Exercise instructions:
Collect each line of the entries that holds the string "while".

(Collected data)
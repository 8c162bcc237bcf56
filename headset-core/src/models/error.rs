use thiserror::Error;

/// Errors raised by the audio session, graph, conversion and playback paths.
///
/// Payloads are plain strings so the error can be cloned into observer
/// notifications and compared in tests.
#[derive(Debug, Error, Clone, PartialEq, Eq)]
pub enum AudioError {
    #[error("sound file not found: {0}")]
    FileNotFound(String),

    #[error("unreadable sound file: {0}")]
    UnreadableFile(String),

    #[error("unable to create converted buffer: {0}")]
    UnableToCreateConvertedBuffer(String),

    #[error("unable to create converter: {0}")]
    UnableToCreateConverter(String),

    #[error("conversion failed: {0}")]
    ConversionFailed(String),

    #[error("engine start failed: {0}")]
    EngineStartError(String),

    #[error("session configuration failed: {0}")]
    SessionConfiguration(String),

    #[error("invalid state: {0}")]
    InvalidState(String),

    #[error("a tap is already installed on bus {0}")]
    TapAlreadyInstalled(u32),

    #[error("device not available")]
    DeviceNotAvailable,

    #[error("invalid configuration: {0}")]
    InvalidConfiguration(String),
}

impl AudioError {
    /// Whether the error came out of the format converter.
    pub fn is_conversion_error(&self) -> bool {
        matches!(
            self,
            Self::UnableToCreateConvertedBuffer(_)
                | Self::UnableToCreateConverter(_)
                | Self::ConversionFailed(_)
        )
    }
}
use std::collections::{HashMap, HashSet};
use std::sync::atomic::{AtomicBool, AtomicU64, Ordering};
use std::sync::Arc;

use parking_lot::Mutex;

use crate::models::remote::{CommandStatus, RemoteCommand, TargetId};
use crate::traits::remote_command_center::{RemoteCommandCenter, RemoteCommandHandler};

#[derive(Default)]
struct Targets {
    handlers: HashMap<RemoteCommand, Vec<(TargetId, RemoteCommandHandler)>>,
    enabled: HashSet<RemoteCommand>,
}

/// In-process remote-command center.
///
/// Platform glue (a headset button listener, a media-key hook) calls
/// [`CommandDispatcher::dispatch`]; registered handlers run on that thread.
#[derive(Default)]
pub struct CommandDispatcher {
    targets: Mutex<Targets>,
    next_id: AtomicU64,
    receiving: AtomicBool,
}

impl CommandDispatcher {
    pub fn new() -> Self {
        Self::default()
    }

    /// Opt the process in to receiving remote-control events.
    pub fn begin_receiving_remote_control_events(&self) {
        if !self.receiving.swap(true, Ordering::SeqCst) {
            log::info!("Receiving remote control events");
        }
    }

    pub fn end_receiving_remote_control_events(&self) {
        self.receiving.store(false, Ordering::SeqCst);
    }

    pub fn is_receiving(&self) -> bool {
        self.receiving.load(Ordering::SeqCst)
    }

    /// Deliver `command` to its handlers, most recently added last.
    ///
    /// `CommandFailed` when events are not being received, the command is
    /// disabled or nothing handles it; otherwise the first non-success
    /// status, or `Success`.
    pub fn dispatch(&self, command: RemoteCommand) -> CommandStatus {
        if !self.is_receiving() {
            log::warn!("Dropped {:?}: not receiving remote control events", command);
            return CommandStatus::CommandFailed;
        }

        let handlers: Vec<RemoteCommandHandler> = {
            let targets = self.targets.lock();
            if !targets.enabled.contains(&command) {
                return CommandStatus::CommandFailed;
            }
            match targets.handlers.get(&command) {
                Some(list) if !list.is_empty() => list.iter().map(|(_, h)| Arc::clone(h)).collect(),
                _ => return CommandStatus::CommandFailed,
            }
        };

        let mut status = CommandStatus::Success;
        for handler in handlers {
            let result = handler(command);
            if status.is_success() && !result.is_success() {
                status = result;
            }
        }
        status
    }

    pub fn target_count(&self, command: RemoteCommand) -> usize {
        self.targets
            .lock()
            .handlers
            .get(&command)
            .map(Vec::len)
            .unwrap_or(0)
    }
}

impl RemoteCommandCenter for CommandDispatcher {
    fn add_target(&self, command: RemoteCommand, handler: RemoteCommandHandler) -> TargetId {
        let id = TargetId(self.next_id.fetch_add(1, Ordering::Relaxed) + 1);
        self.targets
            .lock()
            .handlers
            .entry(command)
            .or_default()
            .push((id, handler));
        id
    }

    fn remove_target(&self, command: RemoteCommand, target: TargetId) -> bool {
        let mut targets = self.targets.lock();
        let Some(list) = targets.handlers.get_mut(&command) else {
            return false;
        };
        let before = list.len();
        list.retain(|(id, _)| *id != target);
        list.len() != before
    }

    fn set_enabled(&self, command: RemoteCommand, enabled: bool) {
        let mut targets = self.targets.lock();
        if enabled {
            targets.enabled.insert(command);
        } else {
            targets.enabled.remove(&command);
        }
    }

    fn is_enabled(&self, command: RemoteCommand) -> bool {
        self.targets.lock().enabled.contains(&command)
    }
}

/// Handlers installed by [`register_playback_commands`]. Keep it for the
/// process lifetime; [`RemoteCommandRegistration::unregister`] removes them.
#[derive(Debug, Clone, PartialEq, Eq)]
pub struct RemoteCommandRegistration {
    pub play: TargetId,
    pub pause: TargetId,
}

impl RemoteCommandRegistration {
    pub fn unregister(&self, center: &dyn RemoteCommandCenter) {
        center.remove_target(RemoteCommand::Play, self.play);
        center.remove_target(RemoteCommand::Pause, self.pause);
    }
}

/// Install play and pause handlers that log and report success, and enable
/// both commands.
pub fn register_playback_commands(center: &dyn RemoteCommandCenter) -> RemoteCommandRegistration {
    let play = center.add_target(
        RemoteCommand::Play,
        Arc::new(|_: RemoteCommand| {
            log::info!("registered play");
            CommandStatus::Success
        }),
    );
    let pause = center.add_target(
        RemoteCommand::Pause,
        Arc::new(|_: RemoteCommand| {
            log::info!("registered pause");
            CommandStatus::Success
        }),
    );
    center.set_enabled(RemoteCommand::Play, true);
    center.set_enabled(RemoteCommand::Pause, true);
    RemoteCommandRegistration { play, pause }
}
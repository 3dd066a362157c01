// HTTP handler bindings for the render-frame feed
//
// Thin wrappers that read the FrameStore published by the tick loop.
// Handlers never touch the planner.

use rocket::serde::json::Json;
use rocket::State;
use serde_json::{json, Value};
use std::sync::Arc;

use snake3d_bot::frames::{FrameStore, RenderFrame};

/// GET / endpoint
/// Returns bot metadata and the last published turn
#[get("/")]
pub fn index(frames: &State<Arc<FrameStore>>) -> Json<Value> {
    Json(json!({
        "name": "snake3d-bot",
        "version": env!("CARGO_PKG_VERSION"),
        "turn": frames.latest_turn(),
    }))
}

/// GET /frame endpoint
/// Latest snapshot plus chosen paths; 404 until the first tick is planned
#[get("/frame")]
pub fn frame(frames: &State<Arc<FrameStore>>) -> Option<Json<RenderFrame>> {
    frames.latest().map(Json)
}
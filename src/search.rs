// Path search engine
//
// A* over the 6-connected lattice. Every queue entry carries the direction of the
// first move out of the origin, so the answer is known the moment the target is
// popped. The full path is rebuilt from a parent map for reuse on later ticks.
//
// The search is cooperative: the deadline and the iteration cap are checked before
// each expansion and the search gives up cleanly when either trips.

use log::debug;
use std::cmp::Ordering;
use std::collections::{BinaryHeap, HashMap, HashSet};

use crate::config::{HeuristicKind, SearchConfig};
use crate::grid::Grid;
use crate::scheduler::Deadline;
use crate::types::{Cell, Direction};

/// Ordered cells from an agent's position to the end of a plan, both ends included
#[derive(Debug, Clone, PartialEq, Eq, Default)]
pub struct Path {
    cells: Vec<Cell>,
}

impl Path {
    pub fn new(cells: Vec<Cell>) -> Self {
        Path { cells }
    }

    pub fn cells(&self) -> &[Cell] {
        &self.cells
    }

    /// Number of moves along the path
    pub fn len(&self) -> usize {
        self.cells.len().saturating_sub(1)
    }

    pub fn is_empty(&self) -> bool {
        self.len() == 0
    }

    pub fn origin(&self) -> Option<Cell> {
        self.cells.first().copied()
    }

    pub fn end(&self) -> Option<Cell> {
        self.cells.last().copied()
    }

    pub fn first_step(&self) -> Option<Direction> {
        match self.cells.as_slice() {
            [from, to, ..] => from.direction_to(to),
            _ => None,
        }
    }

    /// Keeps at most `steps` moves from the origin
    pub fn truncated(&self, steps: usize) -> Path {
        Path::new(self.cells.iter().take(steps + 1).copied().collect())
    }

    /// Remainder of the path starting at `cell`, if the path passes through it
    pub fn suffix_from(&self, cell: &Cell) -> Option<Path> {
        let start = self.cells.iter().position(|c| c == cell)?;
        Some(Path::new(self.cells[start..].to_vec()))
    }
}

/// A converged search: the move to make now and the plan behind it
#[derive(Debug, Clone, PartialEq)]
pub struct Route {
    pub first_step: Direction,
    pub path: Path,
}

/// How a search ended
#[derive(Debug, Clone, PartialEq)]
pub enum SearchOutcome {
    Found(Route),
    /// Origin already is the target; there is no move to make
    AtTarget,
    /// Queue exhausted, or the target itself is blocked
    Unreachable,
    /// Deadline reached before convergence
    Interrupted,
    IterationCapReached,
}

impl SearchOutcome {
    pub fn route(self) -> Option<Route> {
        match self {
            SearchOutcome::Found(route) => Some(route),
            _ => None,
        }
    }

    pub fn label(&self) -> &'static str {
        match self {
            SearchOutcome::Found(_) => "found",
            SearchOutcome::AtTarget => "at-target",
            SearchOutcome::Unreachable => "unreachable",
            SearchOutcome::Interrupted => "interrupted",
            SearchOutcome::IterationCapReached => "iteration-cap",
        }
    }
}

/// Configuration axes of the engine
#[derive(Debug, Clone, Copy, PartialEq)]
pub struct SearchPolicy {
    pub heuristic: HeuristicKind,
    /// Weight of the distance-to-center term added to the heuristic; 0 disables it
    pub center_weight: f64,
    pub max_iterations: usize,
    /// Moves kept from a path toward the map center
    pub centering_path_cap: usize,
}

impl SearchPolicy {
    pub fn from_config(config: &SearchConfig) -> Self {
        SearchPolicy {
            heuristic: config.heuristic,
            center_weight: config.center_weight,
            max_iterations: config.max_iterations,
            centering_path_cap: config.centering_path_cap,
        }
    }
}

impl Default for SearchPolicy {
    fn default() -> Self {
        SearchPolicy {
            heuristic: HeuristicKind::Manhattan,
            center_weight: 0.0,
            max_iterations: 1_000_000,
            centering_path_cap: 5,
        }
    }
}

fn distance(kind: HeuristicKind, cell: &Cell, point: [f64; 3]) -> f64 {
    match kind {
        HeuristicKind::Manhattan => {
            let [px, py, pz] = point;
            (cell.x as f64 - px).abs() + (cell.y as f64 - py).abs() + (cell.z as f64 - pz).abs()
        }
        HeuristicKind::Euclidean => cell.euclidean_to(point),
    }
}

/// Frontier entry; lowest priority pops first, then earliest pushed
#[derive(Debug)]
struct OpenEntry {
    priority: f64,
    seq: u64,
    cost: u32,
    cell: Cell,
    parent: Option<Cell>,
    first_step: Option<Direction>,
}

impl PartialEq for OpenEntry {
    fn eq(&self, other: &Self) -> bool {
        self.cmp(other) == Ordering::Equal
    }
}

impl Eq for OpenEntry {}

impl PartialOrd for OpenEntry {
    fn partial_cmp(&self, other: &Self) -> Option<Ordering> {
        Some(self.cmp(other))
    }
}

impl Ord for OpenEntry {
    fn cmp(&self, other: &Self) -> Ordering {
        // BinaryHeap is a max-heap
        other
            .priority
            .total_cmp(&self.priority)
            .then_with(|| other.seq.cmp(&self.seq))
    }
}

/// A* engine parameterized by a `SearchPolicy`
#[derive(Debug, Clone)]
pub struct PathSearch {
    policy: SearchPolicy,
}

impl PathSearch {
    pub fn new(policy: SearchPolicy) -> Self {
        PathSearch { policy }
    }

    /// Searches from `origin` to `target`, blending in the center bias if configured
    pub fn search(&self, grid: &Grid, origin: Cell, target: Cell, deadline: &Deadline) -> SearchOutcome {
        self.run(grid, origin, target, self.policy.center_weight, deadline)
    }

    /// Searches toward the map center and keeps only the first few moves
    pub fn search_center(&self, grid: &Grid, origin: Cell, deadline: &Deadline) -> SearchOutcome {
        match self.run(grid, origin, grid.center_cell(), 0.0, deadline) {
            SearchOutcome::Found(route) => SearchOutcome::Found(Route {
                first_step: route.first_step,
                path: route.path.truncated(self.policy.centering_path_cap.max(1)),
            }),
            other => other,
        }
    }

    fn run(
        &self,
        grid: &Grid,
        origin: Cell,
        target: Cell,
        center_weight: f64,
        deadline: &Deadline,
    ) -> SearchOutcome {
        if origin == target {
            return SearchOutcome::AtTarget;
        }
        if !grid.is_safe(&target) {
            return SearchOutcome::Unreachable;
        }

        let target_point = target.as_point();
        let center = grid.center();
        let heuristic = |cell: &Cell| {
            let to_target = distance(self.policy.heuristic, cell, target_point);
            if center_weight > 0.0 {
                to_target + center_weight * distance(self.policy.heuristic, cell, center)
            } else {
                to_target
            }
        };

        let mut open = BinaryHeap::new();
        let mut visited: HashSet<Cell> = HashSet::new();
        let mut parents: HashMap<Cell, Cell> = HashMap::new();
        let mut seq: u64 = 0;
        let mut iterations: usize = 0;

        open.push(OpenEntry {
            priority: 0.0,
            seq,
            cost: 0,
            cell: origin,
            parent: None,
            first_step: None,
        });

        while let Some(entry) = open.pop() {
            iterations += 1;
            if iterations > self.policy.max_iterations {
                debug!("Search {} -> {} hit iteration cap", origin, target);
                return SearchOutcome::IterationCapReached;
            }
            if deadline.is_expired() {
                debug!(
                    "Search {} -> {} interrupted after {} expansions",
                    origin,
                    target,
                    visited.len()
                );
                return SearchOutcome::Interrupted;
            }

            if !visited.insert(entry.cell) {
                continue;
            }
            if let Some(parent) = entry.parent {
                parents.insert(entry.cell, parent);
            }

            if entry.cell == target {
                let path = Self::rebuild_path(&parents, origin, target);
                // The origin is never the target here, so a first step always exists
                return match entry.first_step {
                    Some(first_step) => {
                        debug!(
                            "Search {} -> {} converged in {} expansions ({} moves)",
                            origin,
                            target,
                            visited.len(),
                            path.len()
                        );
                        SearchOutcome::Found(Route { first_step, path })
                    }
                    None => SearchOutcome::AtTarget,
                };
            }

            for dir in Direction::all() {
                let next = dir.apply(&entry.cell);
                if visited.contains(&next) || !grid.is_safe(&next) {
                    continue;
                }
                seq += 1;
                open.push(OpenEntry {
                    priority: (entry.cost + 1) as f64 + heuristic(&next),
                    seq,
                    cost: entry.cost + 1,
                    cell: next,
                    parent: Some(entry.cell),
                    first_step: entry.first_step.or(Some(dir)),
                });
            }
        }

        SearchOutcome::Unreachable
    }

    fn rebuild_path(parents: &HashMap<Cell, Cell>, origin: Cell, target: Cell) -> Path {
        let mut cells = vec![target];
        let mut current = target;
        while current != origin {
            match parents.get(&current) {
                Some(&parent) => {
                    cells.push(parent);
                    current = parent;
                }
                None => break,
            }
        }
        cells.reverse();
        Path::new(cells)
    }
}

Output:
        while let Some(entry) = open.pop() {
        while current != origin {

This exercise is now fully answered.